# The data:
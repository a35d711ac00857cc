//! Notification state for the notibell domain layer.
//!
//! Records, the store that owns them, the change events it publishes, and
//! seed data to populate it.

pub mod types;
pub mod errors;
pub mod events;
pub mod store;
pub mod seed;

pub use types::{ActionTarget, CreatedAt, NotificationCategory, NotificationId, NotificationPriority, NotificationRecord};
pub use errors::NotificationError;
pub use events::{NotificationEvent, StoreSnapshot};
pub use store::{DefaultNotificationStore, NotificationStore};
pub use seed::{demo_notifications, load_seed_file, parse_seed};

# Task objective:
Without omission, return all of the records exactly as given.

# Your solution:
repository a35d711ac00857cc
//! Notification state for the notibell domain layer.
//!
//! Records, the store that owns them, the change events it publishes, and
//! seed data to populate it.

pub mod types;
pub mod errors;
pub mod events;
pub mod store;
pub mod seed;

pub use types::{ActionTarget, CreatedAt, NotificationCategory, NotificationId, NotificationPriority, NotificationRecord};
pub use errors::NotificationError;
pub use events::{NotificationEvent, StoreSnapshot};
pub use store::{DefaultNotificationStore, NotificationStore};
pub use seed::{demo_notifications, load_seed_file, parse_seed};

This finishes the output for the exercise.